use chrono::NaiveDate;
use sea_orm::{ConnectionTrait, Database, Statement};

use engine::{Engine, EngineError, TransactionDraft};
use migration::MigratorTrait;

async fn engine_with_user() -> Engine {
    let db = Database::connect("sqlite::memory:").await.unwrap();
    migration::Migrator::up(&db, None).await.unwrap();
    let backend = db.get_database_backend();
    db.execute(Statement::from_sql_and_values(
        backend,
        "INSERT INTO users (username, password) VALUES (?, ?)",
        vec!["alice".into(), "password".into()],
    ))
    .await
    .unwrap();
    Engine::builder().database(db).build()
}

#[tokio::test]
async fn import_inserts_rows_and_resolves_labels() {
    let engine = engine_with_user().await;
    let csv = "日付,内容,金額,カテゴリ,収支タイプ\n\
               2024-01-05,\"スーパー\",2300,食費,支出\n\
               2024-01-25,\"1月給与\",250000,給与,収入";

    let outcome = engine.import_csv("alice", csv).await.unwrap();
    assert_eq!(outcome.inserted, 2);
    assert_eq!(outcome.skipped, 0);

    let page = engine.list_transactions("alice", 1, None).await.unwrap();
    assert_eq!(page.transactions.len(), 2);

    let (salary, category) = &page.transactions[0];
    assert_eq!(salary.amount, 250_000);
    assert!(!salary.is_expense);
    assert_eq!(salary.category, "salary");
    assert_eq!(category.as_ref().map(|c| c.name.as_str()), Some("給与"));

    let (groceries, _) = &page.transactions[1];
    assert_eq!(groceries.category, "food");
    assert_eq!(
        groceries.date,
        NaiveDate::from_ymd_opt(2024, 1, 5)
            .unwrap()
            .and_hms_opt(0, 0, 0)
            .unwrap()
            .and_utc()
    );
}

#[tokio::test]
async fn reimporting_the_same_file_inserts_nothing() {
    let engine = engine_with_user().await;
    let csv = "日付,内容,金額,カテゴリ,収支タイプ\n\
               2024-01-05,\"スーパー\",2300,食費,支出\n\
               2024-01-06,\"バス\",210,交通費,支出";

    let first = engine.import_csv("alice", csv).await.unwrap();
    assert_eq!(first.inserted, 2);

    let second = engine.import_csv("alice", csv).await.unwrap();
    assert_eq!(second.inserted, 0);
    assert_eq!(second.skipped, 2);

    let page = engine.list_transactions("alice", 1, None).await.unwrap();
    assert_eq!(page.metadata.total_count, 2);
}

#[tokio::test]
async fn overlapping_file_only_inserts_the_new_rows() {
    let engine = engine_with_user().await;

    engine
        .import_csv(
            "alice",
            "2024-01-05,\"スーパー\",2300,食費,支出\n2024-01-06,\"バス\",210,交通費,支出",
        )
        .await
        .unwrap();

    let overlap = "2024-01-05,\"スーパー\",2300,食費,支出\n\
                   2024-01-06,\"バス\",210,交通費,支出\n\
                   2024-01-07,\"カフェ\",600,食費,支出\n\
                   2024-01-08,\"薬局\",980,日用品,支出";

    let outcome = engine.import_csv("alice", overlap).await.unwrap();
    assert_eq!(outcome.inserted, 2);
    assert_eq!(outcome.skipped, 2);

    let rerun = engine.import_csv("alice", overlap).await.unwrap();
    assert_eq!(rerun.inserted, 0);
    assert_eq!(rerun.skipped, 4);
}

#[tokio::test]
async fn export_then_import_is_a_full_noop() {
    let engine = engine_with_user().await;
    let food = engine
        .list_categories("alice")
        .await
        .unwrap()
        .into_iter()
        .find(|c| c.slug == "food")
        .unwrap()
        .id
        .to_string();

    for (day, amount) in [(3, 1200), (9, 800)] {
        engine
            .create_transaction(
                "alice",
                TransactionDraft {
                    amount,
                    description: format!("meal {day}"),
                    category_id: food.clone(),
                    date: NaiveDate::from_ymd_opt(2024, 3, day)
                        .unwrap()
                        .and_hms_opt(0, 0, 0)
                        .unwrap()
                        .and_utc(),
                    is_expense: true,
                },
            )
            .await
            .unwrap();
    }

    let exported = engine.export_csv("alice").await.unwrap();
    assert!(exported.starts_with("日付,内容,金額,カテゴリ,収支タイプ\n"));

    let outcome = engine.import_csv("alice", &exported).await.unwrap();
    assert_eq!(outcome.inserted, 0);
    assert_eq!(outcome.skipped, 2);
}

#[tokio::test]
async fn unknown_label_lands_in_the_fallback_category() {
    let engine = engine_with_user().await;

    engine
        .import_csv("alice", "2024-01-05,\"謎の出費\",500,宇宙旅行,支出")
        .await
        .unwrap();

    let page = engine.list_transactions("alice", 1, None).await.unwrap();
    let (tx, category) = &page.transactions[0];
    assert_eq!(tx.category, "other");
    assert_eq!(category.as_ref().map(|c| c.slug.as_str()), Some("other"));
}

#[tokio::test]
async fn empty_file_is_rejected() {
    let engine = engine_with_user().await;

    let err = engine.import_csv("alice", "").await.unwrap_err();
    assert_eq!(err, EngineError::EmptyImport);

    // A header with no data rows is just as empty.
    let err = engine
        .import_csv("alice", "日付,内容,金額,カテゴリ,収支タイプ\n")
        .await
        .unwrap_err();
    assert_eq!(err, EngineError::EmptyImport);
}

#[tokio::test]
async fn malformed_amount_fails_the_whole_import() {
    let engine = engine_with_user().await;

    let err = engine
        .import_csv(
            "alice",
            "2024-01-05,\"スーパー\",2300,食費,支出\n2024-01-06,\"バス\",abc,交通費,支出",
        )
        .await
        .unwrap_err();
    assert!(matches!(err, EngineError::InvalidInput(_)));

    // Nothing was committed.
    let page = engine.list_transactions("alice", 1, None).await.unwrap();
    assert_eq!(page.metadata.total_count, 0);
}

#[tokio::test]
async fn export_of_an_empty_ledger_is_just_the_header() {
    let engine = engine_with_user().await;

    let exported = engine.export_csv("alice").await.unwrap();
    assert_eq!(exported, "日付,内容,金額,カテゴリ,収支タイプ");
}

* * *

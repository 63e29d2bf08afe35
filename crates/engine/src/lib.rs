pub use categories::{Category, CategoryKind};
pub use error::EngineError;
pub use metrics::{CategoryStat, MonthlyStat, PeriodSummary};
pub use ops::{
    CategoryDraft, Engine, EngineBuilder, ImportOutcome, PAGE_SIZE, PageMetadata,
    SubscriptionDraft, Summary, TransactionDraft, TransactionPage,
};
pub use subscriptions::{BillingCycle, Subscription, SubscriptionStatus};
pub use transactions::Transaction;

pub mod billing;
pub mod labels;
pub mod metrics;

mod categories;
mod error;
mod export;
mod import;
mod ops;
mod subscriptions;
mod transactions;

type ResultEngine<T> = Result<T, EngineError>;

# PROBLEM:
Nothing should appear in the answer except the lines above from the line with "pub use transactions::Transaction;" through the line with "type ResultEngine<T> = Result<T, EngineError>;", both included, written out exactly.

# RESPONSE TO THIS EXERCISE:
pub use transactions::Transaction;

pub mod billing;
pub mod labels;
pub mod metrics;

mod categories;
mod error;
mod export;
mod import;
mod ops;
mod subscriptions;
mod transactions;

type ResultEngine<T> = Result<T, EngineError>;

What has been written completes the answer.